Furthermore, although the energy density of any of the batteries of Examples 1 to 4 is higher than that of the battery of Comparative Example 2, the energy density of the batteries of Comparative Examples 4 and 5 is the battery of Comparative Example 3. Smaller than. In other words, when the positive electrode active material contains lithium vanadium phosphate, the positive electrode provided with the conductive layer improves the energy density of the battery. However, when lithium iron phosphate is used as the positive electrode active material, the positive electrode Even if the conductive layer is disposed, the energy density of the battery is not improved.
From this, it is considered that the battery using lithium vanadium phosphate as the positive electrode active material contributes more to the battery energy density due to the thickness of the conductive layer than the battery using lithium iron phosphate as the positive electrode active material. .
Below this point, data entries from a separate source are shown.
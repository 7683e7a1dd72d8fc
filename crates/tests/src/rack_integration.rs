//! Integration tests for the effects rack
//!
//! These tests drive the complete pipeline: declarations registered into a
//! store, effects bound through the sync, block/sample processing through the
//! engine, and control surfaces writing from other threads.

use fxrack_core::domain::config::{ConfigManager, ConfigWatcher, PresetManager, RackConfig};
use fxrack_core::domain::control::{CommandExecutor, CommandResult, ControlCommand, ControlSurface};
use fxrack_core::domain::dsp::{ClampEffect, GainEffect};
use fxrack_core::domain::effect::Effect;
use fxrack_core::domain::error::{RackError, Result};
use fxrack_core::domain::parameter::{
    Parameter, ParameterBundle, ParameterStack, ParameterValue,
};
use fxrack_core::domain::rack::Rack;
use fxrack_core::domain::stock::{stock_rack, STOCK_EFFECTS};
use fxrack_core::domain::store::ParameterStore;
use fxrack_infra::audio::{LoopPlayer, RackEngine};
use std::sync::atomic::{AtomicBool, Ordering};
use std::sync::Arc;
use std::thread;
use std::time::Duration;

const SAMPLE_RATE: u32 = 48000;

static GAIN: [Parameter; 2] = [
    Parameter::boolean("gainToggle", false),
    Parameter::float("gain", 0.0, 2.0, 1.0),
];

static CLAMP: [Parameter; 2] = [
    Parameter::boolean("clampToggle", true),
    Parameter::float("clampCeiling", 0.0, 4.0, 1.0),
];

fn gain_clamp_factory(bundle: &ParameterBundle<'_>) -> Result<Box<dyn Effect>> {
    match bundle.name() {
        "gain" => Ok(Box::new(GainEffect::new())),
        "clamp" => Ok(Box::new(ClampEffect::new())),
        other => Err(RackError::InvalidConfiguration(other.to_string())),
    }
}

fn gain_clamp_rack() -> Rack {
    let gain = ParameterBundle::new("gain", &GAIN);
    let clamp = ParameterBundle::new("clamp", &CLAMP);
    Rack::build(&ParameterStack::new([&gain, &clamp]), gain_clamp_factory).unwrap()
}

fn generate_sine_wave(frequency: f32, num_samples: usize) -> Vec<f32> {
    (0..num_samples)
        .map(|i| 2.0 * std::f32::consts::PI * frequency * i as f32 / SAMPLE_RATE as f32)
        .map(|phase| phase.sin())
        .collect()
}

fn bits(samples: &[f32]) -> Vec<u32> {
    samples.iter().map(|s| s.to_bits()).collect()
}

// ============================================================================
// SCENARIO TESTS
// ============================================================================

#[test]
fn test_gain_bypassed_clamp_applied() {
    let mut rack = gain_clamp_rack();

    let mut block = vec![0.5, 2.0, -3.0];
    rack.process_block(&mut block);

    assert_eq!(block, vec![0.5, 1.0, -1.0]);
}

#[test]
fn test_gain_enabled_then_clamped() {
    let mut rack = gain_clamp_rack();
    rack.store()
        .set("gainToggle", ParameterValue::Bool(true))
        .unwrap();
    rack.store().set("gain", ParameterValue::Float(1.5)).unwrap();

    let mut block = vec![0.5, 2.0, -3.0];
    rack.process_block(&mut block);

    assert_eq!(block, vec![0.75, 1.0, -1.0]);
}

#[test]
fn test_set_clamps_to_declared_range() {
    let rack = gain_clamp_rack();
    let store = rack.store();

    assert_eq!(
        store.set("gain", ParameterValue::Float(5.0)).unwrap(),
        ParameterValue::Float(2.0)
    );
    assert_eq!(
        store.set("gain", ParameterValue::Float(-1.0)).unwrap(),
        ParameterValue::Float(0.0)
    );
    assert_eq!(
        store.set("gain", ParameterValue::Float(0.3)).unwrap(),
        ParameterValue::Float(0.3)
    );
}

#[test]
fn test_duplicate_registration_leaves_store_unmodified() {
    let gain = ParameterBundle::new("gain", &GAIN);
    let mut store = ParameterStore::new();
    ParameterStack::new([&gain]).add_to_store(&mut store).unwrap();
    let before = store.snapshot();

    let clamp = ParameterBundle::new("clamp", &CLAMP);
    let err = ParameterStack::new([&clamp, &gain])
        .add_to_store(&mut store)
        .unwrap_err();

    assert_eq!(err, RackError::DuplicateParameter("gainToggle".to_string()));
    assert!(err.is_configuration());
    assert_eq!(store.snapshot(), before);
    assert!(!store.contains("clampToggle"));
}

#[test]
fn test_lookup_of_unknown_key() {
    let rack = gain_clamp_rack();
    let err = rack.store().get("reverbTime").unwrap_err();
    assert!(err.is_lookup());
}

// ============================================================================
// STOCK RACK TESTS
// ============================================================================

#[test]
fn test_stock_rack_bypassed_is_identity() {
    let mut rack = stock_rack(SAMPLE_RATE).unwrap();
    let input = generate_sine_wave(440.0, 2048);

    let mut block = input.clone();
    rack.process_block(&mut block);

    assert_eq!(bits(&block), bits(&input));
}

#[test]
fn test_stock_rack_is_deterministic() {
    let render = || {
        let mut rack = stock_rack(SAMPLE_RATE).unwrap();
        for name in ["chorus", "delay", "reverb", "tremolo"] {
            rack.store()
                .set(&format!("{}Toggle", name), ParameterValue::Bool(true))
                .unwrap();
        }

        let mut signal = generate_sine_wave(220.0, 8192);
        for block in signal.chunks_mut(512) {
            rack.process_block(block);
        }
        signal
    };

    assert_eq!(bits(&render()), bits(&render()));
}

#[test]
fn test_stock_rack_single_effect_changes_signal() {
    let input = generate_sine_wave(440.0, 4096);

    for name in STOCK_EFFECTS {
        let mut rack = stock_rack(SAMPLE_RATE).unwrap();
        rack.store()
            .set(&format!("{}Toggle", name), ParameterValue::Bool(true))
            .unwrap();

        let mut block = input.clone();
        rack.process_block(&mut block);

        assert!(block.iter().all(|s| s.is_finite()), "{} produced non-finite output", name);
        assert_ne!(bits(&block), bits(&input), "{} had no effect", name);
    }
}

#[test]
fn test_disabling_resets_effect_state() {
    let mut rack = stock_rack(SAMPLE_RATE).unwrap();
    let store = Arc::clone(rack.store());
    store.set("delayToggle", ParameterValue::Bool(true)).unwrap();
    store.set("delayTime", ParameterValue::Float(10.0)).unwrap();
    store.set("delayBlend", ParameterValue::Float(1.0)).unwrap();

    let mut loud = vec![1.0; 4800];
    rack.process_block(&mut loud);

    store.set("delayToggle", ParameterValue::Bool(false)).unwrap();
    rack.process_block(&mut [0.0; 16]);
    store.set("delayToggle", ParameterValue::Bool(true)).unwrap();

    // The old echo tail is gone, so silence in gives silence out
    let mut quiet = vec![0.0; 4800];
    rack.process_block(&mut quiet);
    assert!(quiet.iter().all(|&s| s == 0.0));
}

// ============================================================================
// CONCURRENCY TESTS
// ============================================================================

#[test]
fn test_control_thread_writes_during_processing() {
    let mut rack = stock_rack(SAMPLE_RATE).unwrap();
    let store = Arc::clone(rack.store());
    let running = Arc::new(AtomicBool::new(true));

    let writer = {
        let store = Arc::clone(&store);
        let running = Arc::clone(&running);
        thread::spawn(move || {
            let mut i = 0u32;
            while running.load(Ordering::Relaxed) {
                let on = i % 2 == 0;
                store.set("tremoloToggle", ParameterValue::Bool(on)).unwrap();
                store
                    .set("tremoloDepth", ParameterValue::Float((i % 100) as f32 / 100.0))
                    .unwrap();
                store
                    .set("tremoloShape", ParameterValue::Choice((i % 3) as usize))
                    .unwrap();
                i = i.wrapping_add(1);
            }
        })
    };

    let mut block = vec![0.0; 256];
    for n in 0..200 {
        block.copy_from_slice(&generate_sine_wave(440.0 + n as f32, 256));
        rack.process_block(&mut block);
        assert!(block.iter().all(|s| s.is_finite() && s.abs() <= 1.0 + 1e-6));
    }

    running.store(false, Ordering::Relaxed);
    writer.join().unwrap();

    // Every value the audio side can see is one that was written whole
    match store.get("tremoloDepth").unwrap() {
        ParameterValue::Float(v) => assert!((0.0..=0.99).contains(&v)),
        other => panic!("unexpected value {:?}", other),
    }
}

#[test]
fn test_engine_scopes_read_from_render_thread() {
    let rack = gain_clamp_rack();
    let config = RackConfig::default();
    let mut engine = RackEngine::new(rack, &config.app).unwrap();
    engine.set_source(Some(LoopPlayer::sine(440.0, SAMPLE_RATE, 480).unwrap()));

    let output_scope = engine.output_scope();
    let reader = thread::spawn(move || {
        let mut frame = vec![0.0; 512];
        let mut seen = 0;
        for _ in 0..1_000 {
            let n = output_scope.copy_snapshot(&mut frame);
            assert!(frame[..n].iter().all(|s| s.abs() <= 1.0));
            seen = seen.max(n);
        }
        seen
    });

    let mut buffer = vec![0.0; engine.block_len()];
    for _ in 0..50 {
        engine.process_interleaved(&mut buffer);
    }
    reader.join().unwrap();

    assert_eq!(engine.frames_processed(), 50 * config.app.block_size as u64);
    assert_eq!(engine.output_scope().len(), config.app.scope_capacity);
}

// ============================================================================
// CONTROL SURFACE TESTS
// ============================================================================

#[tokio::test]
async fn test_preset_reload_reaches_audio_path() {
    let dir = tempfile::TempDir::new().unwrap();
    let mut rack = gain_clamp_rack();
    let surface = ControlSurface::new(
        Arc::clone(rack.store()),
        PresetManager::new(dir.path().to_path_buf()),
    );

    for (name, value) in [
        ("gainToggle", ParameterValue::Bool(true)),
        ("gain", ParameterValue::Float(0.5)),
    ] {
        let result = surface
            .execute(ControlCommand::SetParameter {
                name: name.to_string(),
                value,
            })
            .await;
        assert!(!result.is_error());
    }

    let saved = surface
        .execute(ControlCommand::SavePreset {
            name: "half".to_string(),
        })
        .await;
    assert!(!saved.is_error());

    rack.store().reset_to_defaults();
    let mut block = vec![0.8];
    rack.process_block(&mut block);
    assert_eq!(block, vec![0.8]);

    let loaded = surface
        .execute(ControlCommand::LoadPreset {
            name: "half".to_string(),
        })
        .await;
    assert!(matches!(loaded, CommandResult::PresetLoaded { applied: 4, .. }));

    let mut block = vec![0.8];
    rack.process_block(&mut block);
    assert_eq!(block, vec![0.4]);
}

#[tokio::test]
async fn test_config_file_drives_stock_rack() {
    let dir = tempfile::TempDir::new().unwrap();
    let path = dir.path().join("config.toml");
    tokio::fs::write(
        &path,
        r#"
[app]
sample_rate = 44100
channels = 1

[parameters]
tremoloToggle = true
tremoloDepth = 1.0
tremoloShape = "square"
tremoloSpeed = 50.0
"#,
    )
    .await
    .unwrap();

    let config = RackConfig::load_from_file(&path).await.unwrap();
    let rack = stock_rack(config.app.sample_rate).unwrap();
    assert_eq!(config.apply_parameters(rack.store()), 4);

    let store = rack.store();
    assert_eq!(store.get("tremoloShape").unwrap(), ParameterValue::Choice(2));
    assert_eq!(store.get("tremoloSpeed").unwrap(), ParameterValue::Float(20.0));

    let mut engine = RackEngine::new(rack, &config.app).unwrap();
    let mut buffer = vec![1.0; 64];
    engine.process_interleaved(&mut buffer);

    // Full-depth square tremolo mutes its first half-cycle
    assert!(buffer.iter().all(|&s| s == 0.0));
    assert_eq!(engine.input_scope().snapshot(), vec![1.0; 64]);
}

#[tokio::test]
async fn test_config_manager_factory_default_builds_bypassed_rack() {
    let dir = tempfile::TempDir::new().unwrap();
    let manager = ConfigManager::new(dir.path().to_path_buf());

    let config = manager.load().await;
    assert!(manager.exists());
    assert_eq!(
        config.app.preset_dir_in(manager.config_dir()),
        dir.path().join("presets")
    );

    let mut rack = stock_rack(config.app.sample_rate).unwrap();
    assert_eq!(config.apply_parameters(rack.store()), rack.store().len());

    let input = generate_sine_wave(440.0, 1024);
    let mut block = input.clone();
    rack.process_block(&mut block);
    assert_eq!(bits(&block), bits(&input));
}

#[tokio::test]
async fn test_preset_file_change_reaches_audio_path() {
    let dir = tempfile::TempDir::new().unwrap();
    let mut rack = gain_clamp_rack();
    let surface = Arc::new(ControlSurface::new(
        Arc::clone(rack.store()),
        PresetManager::new(dir.path().to_path_buf()),
    ));

    let watcher = ConfigWatcher::new(dir.path().to_path_buf()).await.unwrap();
    let follower = {
        let surface = Arc::clone(&surface);
        let changes = watcher.subscribe();
        tokio::spawn(async move { surface.follow_presets(changes).await })
    };

    // Another process edits the preset directory
    tokio::fs::write(
        dir.path().join("double.toml"),
        "[parameters]\nclampCeiling = 4.0\ngain = 2.0\ngainToggle = true\n",
    )
    .await
    .unwrap();

    let store = Arc::clone(rack.store());
    tokio::time::timeout(Duration::from_secs(5), async {
        while store.get("gainToggle").unwrap() != ParameterValue::Bool(true) {
            tokio::time::sleep(Duration::from_millis(10)).await;
        }
    })
    .await
    .expect("preset was not reloaded");

    let mut block = vec![0.5, 1.5];
    rack.process_block(&mut block);
    assert_eq!(block, vec![1.0, 3.0]);

    drop(watcher);
    let reloads = tokio::time::timeout(Duration::from_secs(5), follower)
        .await
        .expect("follower did not stop")
        .unwrap();
    assert!(reloads >= 1);
}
The positive electrode for a power storage device of the present invention is excellent in electrode processability, and the power storage device using this positive electrode for a power storage device has improved energy density, so that the power source for electric vehicles, the power source for electronic devices, the power source for power storage, etc. It can be effectively used for a non-aqueous electrolyte storage element.

Claims (4)

A positive electrode current collector, a positive electrode mixture layer containing an active material containing lithium vanadium phosphate, and positioned between the positive electrode current collector and the positive electrode mixture layer, and includes a carbonaceous material and a binder. A positive electrode for a power storage element comprising a conductive layer. The positive electrode for an electrical storage element according to claim 1, wherein the conductive layer has a thickness of 0.2 μm or more and 5 μm or less. The electrical storage element provided with the positive electrode for electrical storage elements of Claim 1 or 2. A power storage device comprising the power storage element according to claim 3.